GRANITEVILLE, S.C. — A bipartisan group of six state senators has an important job.
“Primarily on good budgeting, sound budgeting practices for the state. Hopefully, we can propose some good reform measures, and we can get it out to the full Senate to have a debate on early in the session,” said Republican Senator Shane Massey (R – Edgefield).
He’s been chosen to serve on the Senate Judiciary Committee’s Fiscal Fitness Subcommittee. He says Governor Nikki Haley promised belts would be tightened across state government, but he says last session was a bit of a fluke from that policy.
“Governor’s budgets can low-ball it and look like they’re saving money, and then they turn around and back the trucks up at the Budget and Control Board and get the hand-outs on the deficit to balance their books. It is an irresponsible way, and I think it is unconstitutional,” said Senate President Pro Tempore Glenn McConnell (R – Charleston).
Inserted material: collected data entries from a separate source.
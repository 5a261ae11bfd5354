//! JWT token codec with secret and JWKS key material

use std::fmt::Debug;
use std::str::FromStr;
use std::sync::Arc;

use base64::{engine::general_purpose::URL_SAFE_NO_PAD, Engine};
use chrono::{DateTime, Duration, Utc};
use jsonwebtoken::{crypto, encode, Algorithm, DecodingKey, EncodingKey, Header};
use rsa::pkcs1::{EncodeRsaPrivateKey, EncodeRsaPublicKey};
use rsa::{BigUint, RsaPrivateKey};
use serde::de::DeserializeOwned;
use serde::Deserialize;
use tracing::warn;

use crate::domain::{AuthError, Clock, IssuedToken, Principal, TokenClaims, TokenCodec};

const MIN_RECOMMENDED_SECRET_BYTES: usize = 32;

/// Server-held signing and verification keys
#[derive(Clone)]
pub struct TokenKeys {
    encoding_key: EncodingKey,
    decoding_key: DecodingKey,
    algorithm: Algorithm,
    key_id: Option<String>,
}

impl Debug for TokenKeys {
    fn fmt(&self, f: &mut std::fmt::Formatter<'_>) -> std::fmt::Result {
        f.debug_struct("TokenKeys")
            .field("algorithm", &self.algorithm)
            .field("key_id", &self.key_id)
            .field("encoding_key", &"[hidden]")
            .field("decoding_key", &"[hidden]")
            .finish()
    }
}

impl TokenKeys {
    /// Symmetric keys from a shared secret. `algorithm` must be HS256/384/512.
    pub fn from_secret(secret: &[u8], algorithm: Algorithm) -> Result<Self, AuthError> {
        if !matches!(
            algorithm,
            Algorithm::HS256 | Algorithm::HS384 | Algorithm::HS512
        ) {
            return Err(AuthError::internal(format!(
                "Algorithm {:?} needs asymmetric keys, not a shared secret",
                algorithm
            )));
        }

        if secret.is_empty() {
            return Err(AuthError::internal("Token secret cannot be empty"));
        }

        if secret.len() < MIN_RECOMMENDED_SECRET_BYTES {
            warn!(
                "Token secret is shorter than {} bytes; use a longer secret in production",
                MIN_RECOMMENDED_SECRET_BYTES
            );
        }

        Ok(Self {
            encoding_key: EncodingKey::from_secret(secret),
            decoding_key: DecodingKey::from_secret(secret),
            algorithm,
            key_id: None,
        })
    }

    /// Parse an algorithm name such as `HS256`
    pub fn parse_algorithm(name: &str) -> Result<Algorithm, AuthError> {
        Algorithm::from_str(name)
            .map_err(|_| AuthError::internal(format!("Unsupported token algorithm: {}", name)))
    }

    /// Load the first usable key of a JWKS document
    ///
    /// Supports `oct` keys (HMAC) and `RSA` keys that include the private
    /// exponent, since the same process both signs and verifies.
    pub fn from_jwks_json(jwks_json: &str) -> Result<Self, AuthError> {
        let jwks: Jwks = serde_json::from_str(jwks_json)
            .map_err(|e| AuthError::internal(format!("Failed to parse JWKS: {}", e)))?;

        let key = jwks
            .keys
            .iter()
            .find(|k| k.kid.is_some())
            .or_else(|| jwks.keys.first())
            .ok_or_else(|| AuthError::internal("JWKS contains no keys"))?;

        let mut keys = match key.kty.as_str() {
            "oct" => Self::from_symmetric_jwk(key)?,
            "RSA" => Self::from_rsa_jwk(key)?,
            other => {
                return Err(AuthError::internal(format!(
                    "Unsupported key type: {}. Use RSA or oct.",
                    other
                )))
            }
        };

        keys.key_id = key.kid.clone();
        Ok(keys)
    }

    fn from_symmetric_jwk(key: &JwkKey) -> Result<Self, AuthError> {
        let k = key
            .k
            .as_deref()
            .ok_or_else(|| AuthError::internal("Symmetric key missing 'k' value"))?;

        let algorithm = match key.alg.as_deref() {
            Some("HS256") | None => Algorithm::HS256,
            Some("HS384") => Algorithm::HS384,
            Some("HS512") => Algorithm::HS512,
            Some(alg) => {
                return Err(AuthError::internal(format!(
                    "Unsupported symmetric algorithm: {}",
                    alg
                )))
            }
        };

        Self::from_secret(&decode_base64url(k, "k")?, algorithm)
    }

    fn from_rsa_jwk(key: &JwkKey) -> Result<Self, AuthError> {
        let algorithm = match key.alg.as_deref() {
            Some("RS256") | None => Algorithm::RS256,
            Some("RS384") => Algorithm::RS384,
            Some("RS512") => Algorithm::RS512,
            Some(alg) => {
                return Err(AuthError::internal(format!(
                    "Unsupported RSA algorithm: {}",
                    alg
                )))
            }
        };

        let component = |value: &Option<String>, name: &str| -> Result<BigUint, AuthError> {
            let value = value
                .as_deref()
                .ok_or_else(|| AuthError::internal(format!("RSA key missing '{}'", name)))?;
            Ok(BigUint::from_bytes_be(&decode_base64url(value, name)?))
        };

        let n = component(&key.n, "n")?;
        let e = component(&key.e, "e")?;
        let d = component(&key.d, "d")?;
        let primes = match (&key.p, &key.q) {
            (Some(_), Some(_)) => vec![component(&key.p, "p")?, component(&key.q, "q")?],
            _ => vec![],
        };

        let private_key = RsaPrivateKey::from_components(n, e, d, primes)
            .map_err(|e| AuthError::internal(format!("Invalid RSA key components: {}", e)))?;

        let private_pem = private_key
            .to_pkcs1_pem(rsa::pkcs1::LineEnding::LF)
            .map_err(|e| AuthError::internal(format!("Failed to encode RSA private key: {}", e)))?;
        let public_pem = private_key
            .to_public_key()
            .to_pkcs1_pem(rsa::pkcs1::LineEnding::LF)
            .map_err(|e| AuthError::internal(format!("Failed to encode RSA public key: {}", e)))?;

        let encoding_key = EncodingKey::from_rsa_pem(private_pem.as_bytes())
            .map_err(|e| AuthError::internal(format!("Failed to create encoding key: {}", e)))?;
        let decoding_key = DecodingKey::from_rsa_pem(public_pem.as_bytes())
            .map_err(|e| AuthError::internal(format!("Failed to create decoding key: {}", e)))?;

        Ok(Self {
            encoding_key,
            decoding_key,
            algorithm,
            key_id: None,
        })
    }

    pub fn algorithm(&self) -> Algorithm {
        self.algorithm
    }

    pub fn key_id(&self) -> Option<&str> {
        self.key_id.as_deref()
    }
}

/// JWK key structure for manual parsing (includes private key components)
#[derive(Debug, Clone, Deserialize)]
struct JwkKey {
    kty: String,
    kid: Option<String>,
    alg: Option<String>,
    n: Option<String>,
    e: Option<String>,
    d: Option<String>,
    p: Option<String>,
    q: Option<String>,
    /// Symmetric key value (base64url) for oct keys
    k: Option<String>,
}

#[derive(Debug, Clone, Deserialize)]
struct Jwks {
    keys: Vec<JwkKey>,
}

fn decode_base64url(s: &str, field: &str) -> Result<Vec<u8>, AuthError> {
    URL_SAFE_NO_PAD
        .decode(s)
        .map_err(|e| AuthError::internal(format!("Invalid base64url in '{}': {}", field, e)))
}

/// Decode one base64url JSON segment of a presented token
fn decode_segment<T: DeserializeOwned>(segment: &str, what: &str) -> Result<T, AuthError> {
    let bytes = URL_SAFE_NO_PAD
        .decode(segment)
        .map_err(|e| AuthError::malformed(format!("Invalid base64url in {}: {}", what, e)))?;

    serde_json::from_slice(&bytes)
        .map_err(|e| AuthError::malformed(format!("Invalid {} JSON: {}", what, e)))
}

/// JWT codec signing with [`TokenKeys`] and reading time from a [`Clock`]
///
/// Issuance is deterministic for a fixed clock and key: claims carry no
/// random nonce and serialize canonically.
#[derive(Clone)]
pub struct JwtTokenCodec {
    keys: TokenKeys,
    clock: Arc<dyn Clock>,
}

impl Debug for JwtTokenCodec {
    fn fmt(&self, f: &mut std::fmt::Formatter<'_>) -> std::fmt::Result {
        f.debug_struct("JwtTokenCodec")
            .field("keys", &self.keys)
            .field("clock", &self.clock)
            .finish()
    }
}

impl JwtTokenCodec {
    pub fn new(keys: TokenKeys, clock: Arc<dyn Clock>) -> Self {
        Self { keys, clock }
    }

    pub fn keys(&self) -> &TokenKeys {
        &self.keys
    }
}

impl TokenCodec for JwtTokenCodec {
    fn issue(&self, principal: &Principal, ttl: Duration) -> Result<IssuedToken, AuthError> {
        let claims = TokenClaims::new(principal, self.clock.now(), ttl)?;

        let mut header = Header::new(self.keys.algorithm);
        header.kid = self.keys.key_id.clone();

        let token = encode(&header, &claims, &self.keys.encoding_key)
            .map_err(|e| AuthError::internal(format!("Failed to sign token: {}", e)))?;

        Ok(IssuedToken::new(token, claims))
    }

    fn verify(&self, token: &str) -> Result<TokenClaims, AuthError> {
        let (signing_input, signature) = token
            .rsplit_once('.')
            .ok_or_else(|| AuthError::malformed("Expected three dot-separated segments"))?;
        let (header_segment, payload_segment) = signing_input
            .split_once('.')
            .ok_or_else(|| AuthError::malformed("Expected three dot-separated segments"))?;

        let header: Header = decode_segment(header_segment, "header")?;

        if header.alg != self.keys.algorithm {
            return Err(AuthError::malformed(format!(
                "Unexpected algorithm {:?}",
                header.alg
            )));
        }

        // Signature first, over the raw bytes, so that any change to the
        // payload is reported as a mismatch rather than a decode failure
        let signature_valid = crypto::verify(
            signature,
            signing_input.as_bytes(),
            &self.keys.decoding_key,
            header.alg,
        )
        .map_err(|e| AuthError::malformed(format!("Invalid signature encoding: {}", e)))?;

        if !signature_valid {
            return Err(AuthError::SignatureMismatch);
        }

        let claims: TokenClaims = decode_segment(payload_segment, "payload")?;

        if claims.exp <= claims.iat {
            return Err(AuthError::malformed("Token expires before it was issued"));
        }

        if DateTime::<Utc>::from_timestamp(claims.exp, 0).is_none() {
            return Err(AuthError::malformed("Token expiry is out of range"));
        }

        if claims.is_expired_at(self.clock.now()) {
            return Err(AuthError::Expired);
        }

        Ok(claims)
    }
}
He hopes he, Massey, and the other senators will help send multiple pieces of legislation to the full committee and then the General Assembly floor.
“We’re going to move forward with permanent legislation to stop the practice of the deficit,” he told News 12.
He says even though South Carolina has to balance its budget each year by law, there are plenty of loopholes. Just last year, he says the Department of Health and Human Services ran a quarter of a billion dollar deficit.
“That was a quarter of a billion dollars we didn’t have to put into education or to put into the highway patrol,” said Senator Massey.
But now, the six senators hope to be the ‘highway patrol’ of bad fiscal policy. They say reforming the Budget and Control Board will be one step. They believe any increase in state spending constitutionally should come from the General Assembly, not the BCB.
Governor Haley is one of the five members on that board. Besides a deficit prevention act, the subcommittee also wants spending caps, a taxpayer fairness act, spending and fiscal reform, a trust fund protection act, and regulatory reform.